-------- PROVIDED DATA --------
//! PNG output encoder.
//!
//! Pure Rust PNG encoding using the `png` crate.

use crate::error::Result;
use crate::framebuffer::Framebuffer;
use std::fs::File;
use std::io::{BufWriter, Write};
use std::path::Path;

/// PNG encoder for resolved frames.
pub struct PngEncoder;

impl PngEncoder {
    /// Write a framebuffer to a PNG file.
    ///
    /// # Errors
    ///
    /// Returns an error if file creation or PNG encoding fails.
    pub fn write_to_file<P: AsRef<Path>>(fb: &Framebuffer, path: P) -> Result<()> {
        let path = path.as_ref();
        let file = File::create(path)?;
        Self::write_to(fb, BufWriter::new(file))?;
        log::debug!("wrote {}x{} PNG to {}", fb.width(), fb.height(), path.display());
        Ok(())
    }

    /// Encode a framebuffer to PNG bytes.
    ///
    /// # Errors
    ///
    /// Returns an error if PNG encoding fails.
    pub fn to_bytes(fb: &Framebuffer) -> Result<Vec<u8>> {
        let mut buffer = Vec::new();
        Self::write_to(fb, &mut buffer)?;
        Ok(buffer)
    }

    /// Encode a framebuffer as 8-bit RGBA PNG into any writer.
    ///
    /// # Errors
    ///
    /// Returns an error if writing or PNG encoding fails.
    pub fn write_to<W: Write>(fb: &Framebuffer, writer: W) -> Result<()> {
        let mut encoder = png::Encoder::new(writer, fb.width(), fb.height());
        encoder.set_color(png::ColorType::Rgba);
        encoder.set_depth(png::BitDepth::Eight);

        let mut writer = encoder.write_header()?;
        // Rows are tightly packed, so the buffer is already PNG scanline order
        writer.write_image_data(fb.pixels())?;
        writer.finish()?;
        Ok(())
    }
}
//! Courier - async transactions over callback-driven engines
//!
//! Courier lets application code written as async tasks on a tokio runtime
//! drive a transaction engine that runs on its own threads and reports every
//! completion through success/error callbacks.
//!
//! # Quick Start
//!
//! ```ignore
//! use courier::prelude::*;
//! use serde_json::json;
//!
//! let store = Arc::new(DocumentStore::new());
//! let engine = Arc::new(MemoryEngine::new(Arc::clone(&store))?);
//! let runner = TransactionRunner::new(engine, TransactionConfig::default())?;
//!
//! let airlines = Keyspace::default_collection("travel");
//! runner
//!     .run(
//!         move |ctx| {
//!             let airlines = airlines.clone();
//!             async move {
//!                 ctx.insert(&airlines.doc("cu"), &json!({"callsign": "CU"})).await?;
//!                 Ok(())
//!             }
//!         },
//!         None,
//!     )
//!     .await?;
//! runner.close()?;
//! ```
//!
//! # Architecture
//!
//! - `courier-core`: errors, identifiers, configuration, raw payloads, result
//!   adapters
//! - `courier-engine`: the `Engine` boundary, `EngineHandle` session
//!   lifecycle, the in-memory engine and a scripted engine for tests
//! - `courier-bridge`: the scheduler crossing, exactly-once pending calls,
//!   `AttemptContext` and `TransactionRunner`

pub use courier_bridge::{
    bridge, AttemptContext, PendingCall, Scheduler, Submission, TransactionRunner,
};
pub use courier_core::{
    AdaptContext, AttemptId, DocId, DocRef, DurabilityLevel, Error, JsonSerializer, JsonValue,
    Keyspace, QueryMetadata, QueryMetrics, RawDocument, RawQueryResult, RawTransactionResult,
    ResolvedOptions, Result, ResultAdapter, ScanConsistency, Serializer, TransactionConfig,
    TransactionGetResult, TransactionOptions, TransactionQueryOptions, TransactionQueryResult,
    TransactionResult,
};
pub use courier_engine::{
    AttemptFn, DocumentStore, Engine, EngineHandle, ErrorCallback, MemoryEngine, RetryConfig,
    SuccessCallback,
};

/// Engine fakes for exercising application code
pub mod testing {
    pub use courier_engine::testing::*;
}

/// Everything needed to write attempt logic
pub mod prelude {
    pub use std::sync::Arc;

    pub use courier_bridge::{AttemptContext, TransactionRunner};
    pub use courier_core::{
        DocId, DurabilityLevel, Error, Keyspace, Result, ScanConsistency, TransactionConfig,
        TransactionGetResult, TransactionOptions, TransactionQueryOptions, TransactionResult,
    };
    pub use courier_engine::{DocumentStore, MemoryEngine};
}
//! Scripted engine replies

use std::sync::{Arc, Barrier};

use courier_core::Error;

use crate::engine::{ErrorCallback, SuccessCallback};

/// One callback invocation.
#[derive(Debug)]
pub enum Fire<R> {
    /// Call the success callback with a payload
    Ok(R),
    /// Call the error callback (`None` is the empty-error protocol violation)
    Err(Option<Error>),
}

/// How a scripted operation answers.
///
/// A reply may fail the call synchronously, fire callbacks from fresh
/// threads, or both. Callbacks of a throwing reply are deferred until
/// `ScriptedEngine::release_deferred`.
#[derive(Debug)]
pub struct Reply<R> {
    pub(crate) throw: Option<Error>,
    pub(crate) fires: Vec<Fire<R>>,
    pub(crate) concurrent: bool,
}

impl<R> Reply<R> {
    /// Success callback with `value`
    pub fn ok(value: R) -> Self {
        Self::fires(vec![Fire::Ok(value)])
    }

    /// Error callback with `error`
    pub fn err(error: Error) -> Self {
        Self::fires(vec![Fire::Err(Some(error))])
    }

    /// Error callback with no error value
    pub fn empty_err() -> Self {
        Self::fires(vec![Fire::Err(None)])
    }

    /// Synchronous failure, no callback
    pub fn throw(error: Error) -> Self {
        Self {
            throw: Some(error),
            fires: Vec::new(),
            concurrent: false,
        }
    }

    /// Synchronous failure, followed by callbacks once released
    pub fn throw_then(error: Error, fires: Vec<Fire<R>>) -> Self {
        Self {
            throw: Some(error),
            fires,
            concurrent: false,
        }
    }

    /// Callbacks fired one after another from a single thread
    pub fn fires(fires: Vec<Fire<R>>) -> Self {
        Self {
            throw: None,
            fires,
            concurrent: false,
        }
    }

    /// Callbacks fired simultaneously, one thread each
    pub fn concurrent(fires: Vec<Fire<R>>) -> Self {
        Self {
            throw: None,
            fires,
            concurrent: true,
        }
    }

    /// Nothing at all: the call is accepted and never answered
    pub fn silent() -> Self {
        Self::fires(Vec::new())
    }
}

fn fire_one<R>(fire: Fire<R>, on_ok: &SuccessCallback<R>, on_err: &ErrorCallback) {
    match fire {
        Fire::Ok(value) => on_ok(value),
        Fire::Err(error) => on_err(error),
    }
}

/// Deliver `fires` on the current thread, or on scoped threads released
/// together when `concurrent`.
pub(crate) fn fire_all<R: Send>(
    fires: Vec<Fire<R>>,
    concurrent: bool,
    on_ok: SuccessCallback<R>,
    on_err: ErrorCallback,
) {
    if !concurrent || fires.len() < 2 {
        for fire in fires {
            fire_one(fire, &on_ok, &on_err);
        }
        return;
    }

    let barrier = Arc::new(Barrier::new(fires.len()));
    std::thread::scope(|scope| {
        for fire in fires {
            let barrier = Arc::clone(&barrier);
            let on_ok = &on_ok;
            let on_err = &on_err;
            scope.spawn(move || {
                barrier.wait();
                fire_one(fire, on_ok, on_err);
            });
        }
    });
}
//! Transaction deadlines

use crate::common::*;
use courier::{Error, TransactionConfig, TransactionOptions};
use std::time::Duration;

#[tokio::test]
async fn test_slow_attempt_expires_transaction() {
    let fx = MemoryFixture::new();
    let err = fx
        .runner
        .run(
            |ctx| async move {
                ctx.insert(&travel().doc("late"), &1).await?;
                tokio::time::sleep(Duration::from_millis(150)).await;
                Ok(())
            },
            Some(TransactionOptions::new().with_timeout(Duration::from_millis(50))),
        )
        .await
        .unwrap_err();

    assert!(matches!(err, Error::TransactionExpired { .. }));
    assert!(fx.store.get(&travel().doc("late")).is_none());
}

#[tokio::test]
async fn test_operations_past_deadline_fail_the_attempt() {
    let fx = MemoryFixture::new();
    let err = fx
        .runner
        .run(
            |ctx| async move {
                tokio::time::sleep(Duration::from_millis(120)).await;
                ctx.get(&travel().doc("k")).await?;
                Ok(())
            },
            Some(TransactionOptions::new().with_timeout(Duration::from_millis(40))),
        )
        .await
        .unwrap_err();
    assert!(matches!(err, Error::TransactionExpired { .. }));
}

#[tokio::test]
async fn test_session_timeout_applies_without_options() {
    let fx = MemoryFixture::with_config(TransactionConfig {
        timeout_ms: 40,
        ..TransactionConfig::default()
    });
    let err = fx
        .runner
        .run(
            |_ctx| async move {
                tokio::time::sleep(Duration::from_millis(120)).await;
                Ok(())
            },
            None,
        )
        .await
        .unwrap_err();
    assert!(matches!(err, Error::TransactionExpired { .. }));
}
--------
EXERCISE OBJECTIVE: Transcribe the records above exactly, from the opening line down to and including the line with "let path = path.as_ref();".

SOLUTION FOR THIS PROBLEM:
//! PNG output encoder.
//!
//! Pure Rust PNG encoding using the `png` crate.

use crate::error::Result;
use crate::framebuffer::Framebuffer;
use std::fs::File;
use std::io::{BufWriter, Write};
use std::path::Path;

/// PNG encoder for resolved frames.
pub struct PngEncoder;

impl PngEncoder {
    /// Write a framebuffer to a PNG file.
    ///
    /// # Errors
    ///
    /// Returns an error if file creation or PNG encoding fails.
    pub fn write_to_file<P: AsRef<Path>>(fb: &Framebuffer, path: P) -> Result<()> {
        let path = path.as_ref();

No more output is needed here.